Мгал мотнул головой, пытаясь стряхнуть застилавший глаза пот, и с облегчением вздохнул: отряд въезжал в широкую полосу тени, отбрасываемую утесом, похожим на поднятый к небу огромный кулак. Следом за северянином облегченно вздохнул гвардеец, ехавший слева; воин справа потянулся за флягой, и тут спереди донесся зычный голос командира полусотни:

– Привал! Подъем продолжим, когда солнце зайдет.

2

Весь вечер отряд, конвоировавший преступников, поднимался на Гангози и лишь глубокой ночью достиг расщелины, в которую утром гвардейцы должны были спустить осужденных. С заходом солнца пришла благословенная прохлада, лица людей прояснились, послышались шутки, воины начали обмениваться впечатлениями прошедшего дня. Вскоре, однако, прохлада сменилась холодом, гвардейцы стали доставать форменные плащи, а когда отряд наконец остановился на ночевку, Мгал почувствовал, что еще до встречи с кротолюдами рискует умереть от холода.

– Что же, мы так и будем всю ночь дрожать? – обратился он к одному из сопровождавших его воинов, тщетно пытаясь поплотнее укутаться в свою донельзя истертую меховую безрукавку.

– Для костров здесь нет топлива, к тому же мы вступили во владения кротолюдов, а они не любят огня, – ответствовал тот, зябко заворачиваясь в плащ, но не выпуская при этом конца цепи, прикрепленной к кандалам северянина.

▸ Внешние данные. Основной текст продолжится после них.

//! Protocol orchestrators: CHSH verification, raw key generation, and the
//! intercept-resend attack simulation.
//!
//! Each orchestrator is a pure function of its configuration, the sampler,
//! and the random generator handle; no state survives between calls, and a
//! seeded generator reproduces a run bit-for-bit.

use rand::Rng;
use serde::{Deserialize, Serialize};

use crate::circuits::{
    choose_basis, intercept_resend, measurement_state, ALICE_BASES, BOB_BASES, EVE_BASES,
};
use crate::correlation::{chsh_s, correlation, violates_classical_bound, CHSH_ANGLE_PAIRS};
use crate::error::{SimResult, SimulationError};
use crate::sampler::{OutcomeCounts, Sampler};

/// Configuration for CHSH verification.
#[derive(Debug, Clone, Serialize, Deserialize)]
pub struct ChshConfig {
    /// Repetitions per angle pair.
    pub shots: u64,
}

impl Default for ChshConfig {
    fn default() -> Self {
        Self { shots: 1024 }
    }
}

/// Result of a CHSH verification run.
#[derive(Debug, Clone, PartialEq, Serialize, Deserialize)]
pub struct ChshReport {
    /// S = |E1 − E2 + E3 + E4|.
    pub s_value: f64,
    /// Correlation per canonical angle pair, in [`CHSH_ANGLE_PAIRS`] order.
    pub correlations: [f64; 4],
    /// Whether S exceeds the classical bound.
    pub violation: bool,
}

/// Configuration for raw key generation.
#[derive(Debug, Clone, Serialize, Deserialize)]
pub struct KeyGenConfig {
    /// Number of entangled pairs measured, one key bit candidate each.
    pub count: u64,
}

impl Default for KeyGenConfig {
    fn default() -> Self {
        Self { count: 50 }
    }
}

/// Raw key material: per-shot basis choices and measured bits for both
/// parties, all four sequences of equal length.
///
/// No sifting is performed here. A caller compares `alice_bases` against
/// `bob_bases` out-of-band and keeps the bit positions where they match.
#[derive(Debug, Clone, PartialEq, Eq, Serialize, Deserialize)]
pub struct RawKeyMaterial {
    /// Alice's basis angle per shot (degrees, drawn from [`ALICE_BASES`]).
    pub alice_bases: Vec<u32>,
    /// Bob's basis angle per shot (degrees, drawn from [`BOB_BASES`]).
    pub bob_bases: Vec<u32>,
    /// Alice's measured bit per shot.
    pub raw_bits_a: Vec<u8>,
    /// Bob's measured bit per shot.
    pub raw_bits_b: Vec<u8>,
}

/// Configuration for the eavesdropper simulation.
#[derive(Debug, Clone, Serialize, Deserialize)]
pub struct AttackConfig {
    /// Repetitions per angle pair.
    pub shots: u64,
    /// Probability that Eve intercepts a given angle pair's channel.
    pub intercept_prob: f64,
}

impl Default for AttackConfig {
    fn default() -> Self {
        Self {
            shots: 1000,
            intercept_prob: 0.5,
        }
    }
}

/// Result of an eavesdropper simulation run.
#[derive(Debug, Clone, PartialEq, Serialize, Deserialize)]
pub struct AttackReport {
    /// S = |E1 − E2 + E3 + E4| under the (possibly attacked) channel.
    pub s_value: f64,
    /// Correlation per canonical angle pair.
    pub correlations: [f64; 4],
    /// Whether the CHSH violation survived, i.e. the channel still certifies
    /// entanglement.
    pub is_secure: bool,
    /// Whether the configured Eve could act at all (intercept_prob > 0).
    pub eve_active: bool,
}

/// Phase 1: measure the four canonical angle pairs and combine the
/// correlations into the CHSH statistic.
///
/// Each angle pair prepares one circuit whose distribution is sampled
/// `shots` times; with an ideal Bell pair the statistic converges to
/// 2√2 ≈ 2.828 as shots grows.
pub fn verify_chsh<S: Sampler, R: Rng + ?Sized>(
    config: &ChshConfig,
    sampler: &mut S,
    rng: &mut R,
) -> SimResult<ChshReport> {
    if config.shots == 0 {
        return Err(SimulationError::InvalidShots(config.shots));
    }

    let mut correlations = [0.0f64; 4];
    for (slot, &(theta_a, theta_b)) in CHSH_ANGLE_PAIRS.iter().enumerate() {
        let state = measurement_state(theta_a, theta_b);
        let counts = sampler.sample_counts(&state, config.shots, rng)?;
        correlations[slot] = correlation(&counts)?;
    }

    let s_value = chsh_s(&correlations);
    Ok(ChshReport {
        s_value,
        correlations,
        violation: violates_classical_bound(s_value),
    })
}

/// Phase 2: run `count` independent single-shot sifting circuits and return
/// the raw bases and bits of both parties.
pub fn generate_raw_key<S: Sampler, R: Rng + ?Sized>(
    config: &KeyGenConfig,
    sampler: &mut S,
    rng: &mut R,
) -> SimResult<RawKeyMaterial> {
    if config.count == 0 {
        return Err(SimulationError::InvalidShots(config.count));
    }

    let capacity = config.count as usize;
    let mut material = RawKeyMaterial {
        alice_bases: Vec::with_capacity(capacity),
        bob_bases: Vec::with_capacity(capacity),
        raw_bits_a: Vec::with_capacity(capacity),
        raw_bits_b: Vec::with_capacity(capacity),
    };

    for _ in 0..config.count {
        let basis_a = choose_basis(&ALICE_BASES, rng);
        let basis_b = choose_basis(&BOB_BASES, rng);
        let state = measurement_state(f64::from(basis_a), f64::from(basis_b));
        let outcome = sampler.sample_once(&state, rng)?;

        material.alice_bases.push(basis_a);
        material.bob_bases.push(basis_b);
        material.raw_bits_a.push(outcome.alice);
        material.raw_bits_b.push(outcome.bob);
    }

    Ok(material)
}

/// Phase 3: CHSH statistics over a channel Eve may be tapping.
///
/// The attacked-or-clean decision is a single Bernoulli draw per angle
/// pair: all `shots` repetitions of that pair share the same circuit shape.
/// Within an attacked pair, every repetition independently re-draws Eve's
/// interception basis, her measurement outcome, and the resent state.
pub fn simulate_intercept_resend<S: Sampler, R: Rng + ?Sized>(
    config: &AttackConfig,
    sampler: &mut S,
    rng: &mut R,
) -> SimResult<AttackReport> {
    if config.shots == 0 {
        return Err(SimulationError::InvalidShots(config.shots));
    }
    if !(0.0..=1.0).contains(&config.intercept_prob) {
        return Err(SimulationError::InvalidProbability(config.intercept_prob));
    }

    let mut correlations = [0.0f64; 4];
    for (slot, &(theta_a, theta_b)) in CHSH_ANGLE_PAIRS.iter().enumerate() {
        // Skipping the Bernoulli draw entirely at probability zero keeps the
        // generator's stream identical to verify_chsh, draw for draw.
        let intercepted = config.intercept_prob > 0.0 && rng.gen_bool(config.intercept_prob);

        let counts = if intercepted {
            let mut counts = OutcomeCounts::new();
            for _ in 0..config.shots {
                let eve_angle = f64::from(choose_basis(&EVE_BASES, rng));
                let state = intercept_resend(theta_a, theta_b, eve_angle, sampler, rng)?;
                counts.record(sampler.sample_once(&state, rng)?);
            }
            counts
        } else {
            let state = measurement_state(theta_a, theta_b);
            sampler.sample_counts(&state, config.shots, rng)?
        };

        correlations[slot] = correlation(&counts)?;
    }

    let s_value = chsh_s(&correlations);
    Ok(AttackReport {
        s_value,
        correlations,
        is_secure: violates_classical_bound(s_value),
        eve_active: config.intercept_prob > 0.0,
    })
}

– М-да-а-а… Предпочел бы провести последнюю ночь в более уютной обстановке, – проворчал Мгал, лязгая зубами и искоса поглядывая на гвардейцев, расседлывающих лошадей. За весь день ему не представилось ни малейшей возможности для побега, конвоиры проявляли чудеса бдительности, и северянин начал всерьез опасаться, что они получили самые строгие распоряжения и избежать подземелий Гангози ему не удастся.

На ночевку отряд расположился на круглой каменистой площадке, укрытой от ветра мощными спинами утесов. После непродолжительной суеты, всегда возникающей при остановке на ночлег значительной группы людей – суеты тем более обидной, что использовать ее в своих целях Мгал не мог, поскольку двое гвардейцев застыли по обеим сторонам от его коня, – мало-мальский порядок все же установился. Лошадей отвели в овражек, где из потрескавшейся земли торчали иссушенные солнцем стебельки трав; осужденных согнали в центр круглой площадки, а затем подъехавший к северянину командир полусотни лично отомкнул его кандалы от седла. На миг Мгал ощутил некое подобие свободы, но дарована она ему была исключительно для того, чтобы он мог спешиться и присоединиться к своим товарищам по несчастью, – караульщики занялись своими делами, только когда цепи его были прикреплены к кандалам Готоро и Плосконосого.

Несмотря на мрачное пророчество сопровождавшего Мгала воина, откуда-то, словно по волшебству, появились аккуратные деревянные поленца и брикеты кизяка. Повинуясь распоряжениям командира полусотни – кряжистого молчаливого воина средних лет с морщинистым лицом и белыми от седины висками, – Вислоухий и Плосконосый ловко развели небольшой костерок, вокруг которого, скованные единой цепью, расположились осужденные.